Книга Критика цинического разума - Петер Слотердайк
Шрифт:
Интервал:
Закладка:
Аристократическое программирование высокого самосознания предполагает, однако, нечто большее, чем то, что скоропалительно квалифицируют как тщеславие или заносчивость; оно в то же время задает высокий уровень формирования характера и высокий уровень воспитания, которое работает над формированием взглядов, над этикетом, культивирует эмоции и развитый вкус. Старое понятие «учтивость» еще охватывало все эти моменты без исключения. Учтивый человек (cortegiano, gentilhomme, gentleman, Hofmann) прошел тренинг самоуважения, что выражается в аристократически претенциозных мнениях, в отточенных или независимых манерах, в галантных или героических образцовых чувствах, равно как и в изысканном эстетическом восприятии того, что учтиво или изящно. Само собой разумеется, все это должно быть по плечу дворянину, далекому от сомнений в самом себе. (И наоборот), всякая неуверенность, любое сомнение означает в таких вещах ослабление культурной «идентичности» дворянства. Классовый нарциссизм, застывший, словно лед, в твердую форму жизни, не терпит никакой иронии, никаких исключений, никаких нарушений приличий потому, что такие нарушения вынудили бы к нежелательным рефлексиям. Не случайно благородные французы морщили носы от «варварства» Шекспира; в его пьесах уже «попахивает» человеческой обыкновенностью тех, кто желал предстать перед обществом наилучшими.
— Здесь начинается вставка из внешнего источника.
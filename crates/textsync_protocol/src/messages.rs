//! Protocol messages for sync.
//!
//! Every message body is CBOR. A [`SyncMessage`] frame is the one-byte type
//! code followed by the body, so a transport can carry frames as opaque bytes.

use serde::de::DeserializeOwned;
use serde::{Deserialize, Serialize};

use crate::error::{ProtocolError, ProtocolResult};
use crate::wire::WireUpdate;

/// A sync protocol message.
#[derive(Debug, Clone, PartialEq, Eq)]
pub enum SyncMessage {
    /// Snapshot request sent once on attach.
    GetDocument,
    /// Snapshot response.
    DocumentSnapshot(DocumentSnapshot),
    /// Pull request.
    PullRequest(PullRequest),
    /// Pull response.
    PullResponse(PullResponse),
    /// Push request.
    PushRequest(PushRequest),
    /// Push response.
    PushResponse(PushResponse),
    /// The authority could not handle a request.
    Error(ErrorResponse),
}

impl SyncMessage {
    /// Returns the message type code.
    pub fn type_code(&self) -> u8 {
        match self {
            SyncMessage::GetDocument => 1,
            SyncMessage::DocumentSnapshot(_) => 2,
            SyncMessage::PullRequest(_) => 3,
            SyncMessage::PullResponse(_) => 4,
            SyncMessage::PushRequest(_) => 5,
            SyncMessage::PushResponse(_) => 6,
            SyncMessage::Error(_) => 7,
        }
    }

    /// Returns a short name for logging.
    pub fn name(&self) -> &'static str {
        match self {
            SyncMessage::GetDocument => "get_document",
            SyncMessage::DocumentSnapshot(_) => "document_snapshot",
            SyncMessage::PullRequest(_) => "pull_request",
            SyncMessage::PullResponse(_) => "pull_response",
            SyncMessage::PushRequest(_) => "push_request",
            SyncMessage::PushResponse(_) => "push_response",
            SyncMessage::Error(_) => "error",
        }
    }

    /// Encodes the message as a frame.
    pub fn encode(&self) -> ProtocolResult<Vec<u8>> {
        let body = match self {
            SyncMessage::GetDocument => Vec::new(),
            SyncMessage::DocumentSnapshot(m) => m.encode()?,
            SyncMessage::PullRequest(m) => m.encode()?,
            SyncMessage::PullResponse(m) => m.encode()?,
            SyncMessage::PushRequest(m) => m.encode()?,
            SyncMessage::PushResponse(m) => m.encode()?,
            SyncMessage::Error(m) => m.encode()?,
        };

        let mut frame = Vec::with_capacity(body.len() + 1);
        frame.push(self.type_code());
        frame.extend_from_slice(&body);
        Ok(frame)
    }

    /// Decodes a frame.
    pub fn decode(frame: &[u8]) -> ProtocolResult<Self> {
        let (code, body) = frame
            .split_first()
            .ok_or_else(|| ProtocolError::Codec("empty frame".into()))?;

        Ok(match *code {
            1 => SyncMessage::GetDocument,
            2 => SyncMessage::DocumentSnapshot(DocumentSnapshot::decode(body)?),
            3 => SyncMessage::PullRequest(PullRequest::decode(body)?),
            4 => SyncMessage::PullResponse(PullResponse::decode(body)?),
            5 => SyncMessage::PushRequest(PushRequest::decode(body)?),
            6 => SyncMessage::PushResponse(PushResponse::decode(body)?),
            7 => SyncMessage::Error(ErrorResponse::decode(body)?),
            other => {
                return Err(ProtocolError::Codec(format!(
                    "unknown message type {other}"
                )))
            }
        })
    }
}

fn to_cbor<T: Serialize>(value: &T) -> ProtocolResult<Vec<u8>> {
    let mut bytes = Vec::new();
    ciborium::into_writer(value, &mut bytes).map_err(|e| ProtocolError::Codec(e.to_string()))?;
    Ok(bytes)
}

fn from_cbor<T: DeserializeOwned>(bytes: &[u8]) -> ProtocolResult<T> {
    ciborium::from_reader(bytes).map_err(|e| ProtocolError::Codec(e.to_string()))
}

macro_rules! cbor_body {
    ($($ty:ty),* $(,)?) => {$(
        impl $ty {
            /// Encodes to CBOR.
            pub fn encode(&self) -> ProtocolResult<Vec<u8>> {
                to_cbor(self)
            }

            /// Decodes from CBOR.
            pub fn decode(bytes: &[u8]) -> ProtocolResult<Self> {
                from_cbor(bytes)
            }
        }
    )*};
}

cbor_body!(
    DocumentSnapshot,
    PullRequest,
    PullResponse,
    PushRequest,
    PushResponse,
    ErrorResponse,
);

/// The authority's current document.
#[derive(Debug, Clone, PartialEq, Eq, Serialize, Deserialize)]
pub struct DocumentSnapshot {
    /// Number of updates folded into `doc`.
    pub version: u64,
    /// Full document text.
    pub doc: String,
}

/// Asks for every update accepted at or after `version`.
#[derive(Debug, Clone, Copy, PartialEq, Eq, Serialize, Deserialize)]
pub struct PullRequest {
    /// The client's Version Cursor.
    pub version: u64,
}

impl PullRequest {
    /// Creates a new pull request.
    pub fn new(version: u64) -> Self {
        Self { version }
    }
}

/// Updates accepted since the requested version, in order.
#[derive(Debug, Clone, PartialEq, Eq, Default, Serialize, Deserialize)]
pub struct PullResponse {
    /// Accepted updates.
    pub updates: Vec<WireUpdate>,
}

impl PullResponse {
    /// Creates a new pull response.
    pub fn new(updates: Vec<WireUpdate>) -> Self {
        Self { updates }
    }
}

/// Pending updates computed against `version`.
#[derive(Debug, Clone, PartialEq, Eq, Serialize, Deserialize)]
pub struct PushRequest {
    /// Base version of every update in the batch.
    pub version: u64,
    /// The batch, oldest first.
    pub updates: Vec<WireUpdate>,
}

impl PushRequest {
    /// Creates a new push request.
    pub fn new(version: u64, updates: Vec<WireUpdate>) -> Self {
        Self { version, updates }
    }
}

/// Whether a push batch was accepted as a whole.
#[derive(Debug, Clone, Copy, PartialEq, Eq, Serialize, Deserialize)]
pub struct PushResponse {
    /// `false` when the batch was rejected, typically for a stale base version.
    pub ok: bool,
}

impl PushResponse {
    /// An accepting response.
    pub fn accepted() -> Self {
        Self { ok: true }
    }

    /// A rejecting response.
    pub fn rejected() -> Self {
        Self { ok: false }
    }
}

/// Failure reply for requests the authority could not process.
#[derive(Debug, Clone, PartialEq, Eq, Serialize, Deserialize)]
pub struct ErrorResponse {
    /// Human readable reason.
    pub message: String,
}

impl ErrorResponse {
    /// Creates a new error response.
    pub fn new(message: impl Into<String>) -> Self {
        Self {
            message: message.into(),
        }
    }
}

#[cfg(test)]
mod tests {
    use super::*;
    use crate::change::ChangeSet;
    use crate::update::Update;
    use crate::wire::serialize;

    fn update(text: &str) -> WireUpdate {
        serialize(&Update::new(
            "client-a".into(),
            ChangeSet::insert(3, 1, text).unwrap(),
        ))
    }

    #[test]
    fn snapshot_roundtrip() {
        let msg = SyncMessage::DocumentSnapshot(DocumentSnapshot {
            version: 3,
            doc: "int main(){}".into(),
        });
        let frame = msg.encode().unwrap();
        assert_eq!(frame[0], 2);
        assert_eq!(SyncMessage::decode(&frame).unwrap(), msg);
    }

    #[test]
    fn get_document_is_a_bare_type_code() {
        assert_eq!(SyncMessage::GetDocument.encode().unwrap(), vec![1]);
        assert_eq!(
            SyncMessage::decode(&[1]).unwrap(),
            SyncMessage::GetDocument
        );
    }

    #[test]
    fn push_request_carries_updates() {
        let req = PushRequest::new(5, vec![update("X"), update("é\nz")]);
        let decoded = PushRequest::decode(&req.encode().unwrap()).unwrap();

        assert_eq!(decoded.version, 5);
        assert_eq!(decoded.updates, req.updates);
    }

    #[test]
    fn pull_response_roundtrip() {
        let msg = SyncMessage::PullResponse(PullResponse::new(vec![update("Y")]));
        let decoded = SyncMessage::decode(&msg.encode().unwrap()).unwrap();
        assert_eq!(decoded, msg);
    }

    #[test]
    fn bad_frames() {
        assert!(matches!(
            SyncMessage::decode(&[]),
            Err(ProtocolError::Codec(_))
        ));
        assert!(matches!(
            SyncMessage::decode(&[42]),
            Err(ProtocolError::Codec(_))
        ));
        assert!(matches!(
            SyncMessage::decode(&[3, 0xff, 0x00]),
            Err(ProtocolError::Codec(_))
        ));
    }

    #[test]
    fn sync_message_type_codes() {
        assert_eq!(SyncMessage::GetDocument.type_code(), 1);
        assert_eq!(
            SyncMessage::PullRequest(PullRequest::new(0)).type_code(),
            3
        );
        assert_eq!(
            SyncMessage::PushResponse(PushResponse::accepted()).type_code(),
            6
        );
        assert_eq!(
            SyncMessage::Error(ErrorResponse::new("nope")).type_code(),
            7
        );
    }
}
С подъемом буржуазии место «наилучших» занимают другие. Буржуазное Я породило – в беспрецедентном творческом штурме высот нового классового самосознания – свой собственный, особый нарциссизм, период упадка которого мы сегодня переживаем, отчего нам и приходится страдать от столь великой политической и культурной депрессии. И буржуазия изобрела собственный способ быть лучше, чем другие – чем развращенное дворянство и неотесанная чернь. Поначалу классовое Я буржуазии ориентировалось на возникшее у нее чувство, будто она обладает более совершенной, более чистой, более разумной и полезной моралью во всех сферах жизни: от сексуальной до управления предприятиями. Появившись как новый класс, буржуазия на протяжении века со всей страстью предавалась чтению морализаторской литературы. Эта литература научила новую политическую общность говорить «Я» на особый лад, будь то в сфере психологии вкуса, где развивалась та «тонкая чувствительность», которую формировало любование красотами природы, тонкое интимное обхождение и сопереживание судьбам людей, которым довелось многое пережить; будь то в сфере политики и науки, где проявили себя та буржуазная открытость и публичность, которые начались как республика ученых, чтобы закончиться буржуазной республикой. Беллетристика, ведение дневников, активное общение, критика, наука и республиканство – все это было институциями, которые тренировали новое высокое Я буржуазии, новую волю к субъективности. Только здесь буржуа мог обрести вкус, манеры, собственное мнение и твердую волю. Здесь происходило культивирование специфических для этого класса новых высоких чувств – счастья и радости быть буржуа: сознавать, что происходит прогресс; испытывать гордость за то, чего ты достиг своим трудом, далеко уйдя по этому пути; уважать себя за то, что ты высоко несешь факел морали и выступаешь передовой силой истории; радоваться собственной моральной чуткости; демонстративно испытывать удовольствие от своей образованности; наслаждение постижением природы – и благодаря книгам, и благодаря бесхитростному любованию ею; здесь и восхищение класса самим собой, вызванное его музыкальными, поэтическими и научными гениями; радость от сознания собственной предприимчивости, способности изобретать и двигать историю; торжество от успешного участия в политической жизни.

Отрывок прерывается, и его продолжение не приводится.